▶ _WHAT YOU NEED TO DO_: All of the data is to be printed again exactly as it appears.

[Data items]
__________

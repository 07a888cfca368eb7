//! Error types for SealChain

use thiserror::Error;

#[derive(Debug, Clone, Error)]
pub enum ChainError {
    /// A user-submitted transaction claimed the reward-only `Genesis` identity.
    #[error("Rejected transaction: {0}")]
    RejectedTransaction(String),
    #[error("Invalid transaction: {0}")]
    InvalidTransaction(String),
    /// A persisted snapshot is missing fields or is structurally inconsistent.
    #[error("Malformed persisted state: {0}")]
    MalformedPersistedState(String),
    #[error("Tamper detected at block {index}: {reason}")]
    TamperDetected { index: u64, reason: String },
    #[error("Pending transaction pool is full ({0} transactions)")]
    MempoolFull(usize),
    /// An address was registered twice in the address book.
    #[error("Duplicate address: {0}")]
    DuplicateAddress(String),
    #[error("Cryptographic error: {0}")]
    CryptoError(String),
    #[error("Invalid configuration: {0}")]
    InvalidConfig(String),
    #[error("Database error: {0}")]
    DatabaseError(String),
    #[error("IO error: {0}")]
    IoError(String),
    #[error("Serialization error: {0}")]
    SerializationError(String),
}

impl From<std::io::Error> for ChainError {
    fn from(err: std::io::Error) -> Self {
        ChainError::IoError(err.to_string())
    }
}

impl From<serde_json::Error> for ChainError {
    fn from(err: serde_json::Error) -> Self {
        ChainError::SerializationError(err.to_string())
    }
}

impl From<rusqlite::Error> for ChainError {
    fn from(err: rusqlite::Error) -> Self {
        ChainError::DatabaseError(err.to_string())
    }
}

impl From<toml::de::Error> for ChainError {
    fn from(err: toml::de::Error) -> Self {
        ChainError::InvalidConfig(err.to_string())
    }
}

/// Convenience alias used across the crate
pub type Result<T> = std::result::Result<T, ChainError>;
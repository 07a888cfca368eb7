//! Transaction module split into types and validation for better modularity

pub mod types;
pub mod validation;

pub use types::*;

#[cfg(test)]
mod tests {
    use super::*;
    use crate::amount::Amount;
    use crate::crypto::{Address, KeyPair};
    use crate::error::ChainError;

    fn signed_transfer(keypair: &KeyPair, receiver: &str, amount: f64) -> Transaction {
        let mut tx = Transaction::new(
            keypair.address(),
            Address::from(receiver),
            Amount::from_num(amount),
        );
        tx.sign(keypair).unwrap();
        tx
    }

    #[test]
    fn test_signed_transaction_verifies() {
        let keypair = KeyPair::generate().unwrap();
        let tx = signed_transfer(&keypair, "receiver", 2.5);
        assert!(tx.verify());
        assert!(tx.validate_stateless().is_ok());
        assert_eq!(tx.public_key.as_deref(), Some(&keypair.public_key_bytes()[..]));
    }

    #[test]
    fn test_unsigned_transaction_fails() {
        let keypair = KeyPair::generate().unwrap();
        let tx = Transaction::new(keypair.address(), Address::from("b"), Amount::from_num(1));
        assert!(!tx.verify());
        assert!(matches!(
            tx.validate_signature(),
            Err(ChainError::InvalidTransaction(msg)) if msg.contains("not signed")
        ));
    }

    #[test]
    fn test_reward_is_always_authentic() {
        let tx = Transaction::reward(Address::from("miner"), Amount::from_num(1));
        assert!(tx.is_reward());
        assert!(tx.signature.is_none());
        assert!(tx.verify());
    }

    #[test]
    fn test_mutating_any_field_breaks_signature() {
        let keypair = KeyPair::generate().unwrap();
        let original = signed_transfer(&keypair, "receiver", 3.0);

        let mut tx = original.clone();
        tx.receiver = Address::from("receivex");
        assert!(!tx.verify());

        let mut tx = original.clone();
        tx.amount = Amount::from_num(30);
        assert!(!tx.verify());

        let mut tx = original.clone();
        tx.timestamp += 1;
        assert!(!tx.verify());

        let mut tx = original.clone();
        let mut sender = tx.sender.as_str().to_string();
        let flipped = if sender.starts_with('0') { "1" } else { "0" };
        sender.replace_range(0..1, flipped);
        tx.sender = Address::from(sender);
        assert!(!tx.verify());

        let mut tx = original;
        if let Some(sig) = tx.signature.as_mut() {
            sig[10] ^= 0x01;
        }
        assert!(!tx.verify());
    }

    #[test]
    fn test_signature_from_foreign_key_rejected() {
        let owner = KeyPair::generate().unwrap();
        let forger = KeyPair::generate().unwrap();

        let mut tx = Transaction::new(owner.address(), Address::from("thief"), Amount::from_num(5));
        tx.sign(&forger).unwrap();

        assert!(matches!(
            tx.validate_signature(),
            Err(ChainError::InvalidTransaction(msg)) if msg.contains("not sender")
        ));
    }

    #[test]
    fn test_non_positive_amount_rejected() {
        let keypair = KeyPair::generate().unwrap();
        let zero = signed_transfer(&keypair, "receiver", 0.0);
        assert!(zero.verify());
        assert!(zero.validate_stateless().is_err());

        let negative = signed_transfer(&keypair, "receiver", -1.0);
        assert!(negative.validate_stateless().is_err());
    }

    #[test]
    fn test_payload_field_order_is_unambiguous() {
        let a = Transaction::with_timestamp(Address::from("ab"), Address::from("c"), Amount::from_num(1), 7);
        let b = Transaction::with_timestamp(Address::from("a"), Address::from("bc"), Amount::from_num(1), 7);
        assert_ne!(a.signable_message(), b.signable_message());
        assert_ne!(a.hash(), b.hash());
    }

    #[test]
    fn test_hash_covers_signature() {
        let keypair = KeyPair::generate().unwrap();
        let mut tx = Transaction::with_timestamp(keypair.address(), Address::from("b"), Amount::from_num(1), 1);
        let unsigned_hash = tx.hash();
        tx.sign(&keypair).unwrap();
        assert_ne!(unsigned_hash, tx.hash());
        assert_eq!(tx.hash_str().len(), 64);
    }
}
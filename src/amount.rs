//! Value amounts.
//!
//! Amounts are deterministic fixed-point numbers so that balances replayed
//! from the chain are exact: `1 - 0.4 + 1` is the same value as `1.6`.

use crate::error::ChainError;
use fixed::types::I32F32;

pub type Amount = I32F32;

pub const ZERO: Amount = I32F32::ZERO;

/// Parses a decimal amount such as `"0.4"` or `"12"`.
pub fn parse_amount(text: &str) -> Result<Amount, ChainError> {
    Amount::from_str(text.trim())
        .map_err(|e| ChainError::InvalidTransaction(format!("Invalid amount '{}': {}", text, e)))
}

__________

▶ _WRITTEN ANSWER_:
repository 07a888cfca368eb7
//! Error types for SealChain

use thiserror::Error;

#[derive(Debug, Clone, Error)]
pub enum ChainError {
    /// A user-submitted transaction claimed the reward-only `Genesis` identity.
    #[error("Rejected transaction: {0}")]
    RejectedTransaction(String),
    #[error("Invalid transaction: {0}")]
    InvalidTransaction(String),
    /// A persisted snapshot is missing fields or is structurally inconsistent.
    #[error("Malformed persisted state: {0}")]
    MalformedPersistedState(String),
    #[error("Tamper detected at block {index}: {reason}")]
    TamperDetected { index: u64, reason: String },
    #[error("Pending transaction pool is full ({0} transactions)")]
    MempoolFull(usize),
    /// An address was registered twice in the address book.
    #[error("Duplicate address: {0}")]
    DuplicateAddress(String),
    #[error("Cryptographic error: {0}")]
    CryptoError(String),
    #[error("Invalid configuration: {0}")]
    InvalidConfig(String),
    #[error("Database error: {0}")]
    DatabaseError(String),
    #[error("IO error: {0}")]
    IoError(String),
    #[error("Serialization error: {0}")]
    SerializationError(String),
}

impl From<std::io::Error> for ChainError {
    fn from(err: std::io::Error) -> Self {
        ChainError::IoError(err.to_string())
    }
}

impl From<serde_json::Error> for ChainError {
    fn from(err: serde_json::Error) -> Self {
        ChainError::SerializationError(err.to_string())
    }
}

impl From<rusqlite::Error> for ChainError {
    fn from(err: rusqlite::Error) -> Self {
        ChainError::DatabaseError(err.to_string())
    }
}

impl From<toml::de::Error> for ChainError {
    fn from(err: toml::de::Error) -> Self {
        ChainError::InvalidConfig(err.to_string())
    }
}

/// Convenience alias used across the crate
pub type Result<T> = std::result::Result<T, ChainError>;
repository 07a888cfca368eb7
//! Transaction module split into types and validation for better modularity

pub mod types;
pub mod validation;

pub use types::*;

#[cfg(test)]
mod tests {
    use super::*;
    use crate::amount::Amount;
    use crate::crypto::{Address, KeyPair};
    use crate::error::ChainError;

    fn signed_transfer(keypair: &KeyPair, receiver: &str, amount: f64) -> Transaction {
        let mut tx = Transaction::new(
            keypair.address(),
            Address::from(receiver),
            Amount::from_num(amount),
        );
        tx.sign(keypair).unwrap();
        tx
    }

    #[test]
    fn test_signed_transaction_verifies() {
        let keypair = KeyPair::generate().unwrap();
        let tx = signed_transfer(&keypair, "receiver", 2.5);
        assert!(tx.verify());
        assert!(tx.validate_stateless().is_ok());
        assert_eq!(tx.public_key.as_deref(), Some(&keypair.public_key_bytes()[..]));
    }

    #[test]
    fn test_unsigned_transaction_fails() {
        let keypair = KeyPair::generate().unwrap();
        let tx = Transaction::new(keypair.address(), Address::from("b"), Amount::from_num(1));
        assert!(!tx.verify());
        assert!(matches!(
            tx.validate_signature(),
            Err(ChainError::InvalidTransaction(msg)) if msg.contains("not signed")
        ));
    }

    #[test]
    fn test_reward_is_always_authentic() {
        let tx = Transaction::reward(Address::from("miner"), Amount::from_num(1));
        assert!(tx.is_reward());
        assert!(tx.signature.is_none());
        assert!(tx.verify());
    }

    #[test]
    fn test_mutating_any_field_breaks_signature() {
        let keypair = KeyPair::generate().unwrap();
        let original = signed_transfer(&keypair, "receiver", 3.0);

        let mut tx = original.clone();
        tx.receiver = Address::from("receivex");
        assert!(!tx.verify());

        let mut tx = original.clone();
        tx.amount = Amount::from_num(30);
        assert!(!tx.verify());

        let mut tx = original.clone();
        tx.timestamp += 1;
        assert!(!tx.verify());

        let mut tx = original.clone();
        let mut sender = tx.sender.as_str().to_string();
        let flipped = if sender.starts_with('0') { "1" } else { "0" };
        sender.replace_range(0..1, flipped);
        tx.sender = Address::from(sender);
        assert!(!tx.verify());

        let mut tx = original;
        if let Some(sig) = tx.signature.as_mut() {
            sig[10] ^= 0x01;
        }
        assert!(!tx.verify());
    }

    #[test]
    fn test_signature_from_foreign_key_rejected() {
        let owner = KeyPair::generate().unwrap();
        let forger = KeyPair::generate().unwrap();

        let mut tx = Transaction::new(owner.address(), Address::from("thief"), Amount::from_num(5));
        tx.sign(&forger).unwrap();

        assert!(matches!(
            tx.validate_signature(),
            Err(ChainError::InvalidTransaction(msg)) if msg.contains("not sender")
        ));
    }

    #[test]
    fn test_non_positive_amount_rejected() {
        let keypair = KeyPair::generate().unwrap();
        let zero = signed_transfer(&keypair, "receiver", 0.0);
        assert!(zero.verify());
        assert!(zero.validate_stateless().is_err());

        let negative = signed_transfer(&keypair, "receiver", -1.0);
        assert!(negative.validate_stateless().is_err());
    }

    #[test]
    fn test_payload_field_order_is_unambiguous() {
        let a = Transaction::with_timestamp(Address::from("ab"), Address::from("c"), Amount::from_num(1), 7);
        let b = Transaction::with_timestamp(Address::from("a"), Address::from("bc"), Amount::from_num(1), 7);
        assert_ne!(a.signable_message(), b.signable_message());
        assert_ne!(a.hash(), b.hash());
    }

    #[test]
    fn test_hash_covers_signature() {
        let keypair = KeyPair::generate().unwrap();
        let mut tx = Transaction::with_timestamp(keypair.address(), Address::from("b"), Amount::from_num(1), 1);
        let unsigned_hash = tx.hash();
        tx.sign(&keypair).unwrap();
        assert_ne!(unsigned_hash, tx.hash());
        assert_eq!(tx.hash_str().len(), 64);
    }
}
filename src/amount.rs
//! Value amounts.
//!
//! Amounts are deterministic fixed-point numbers so that balances replayed
//! from the chain are exact: `1 - 0.4 + 1` is the same value as `1.6`.

use crate::error::ChainError;
use fixed::types::I32F32;

pub type Amount = I32F32;

pub const ZERO: Amount = I32F32::ZERO;

/// Parses a decimal amount such as `"0.4"` or `"12"`.
pub fn parse_amount(text: &str) -> Result<Amount, ChainError> {
    Amount::from_str(text.trim())
        .map_err(|e| ChainError::InvalidTransaction(format!("Invalid amount '{}': {}", text, e)))
}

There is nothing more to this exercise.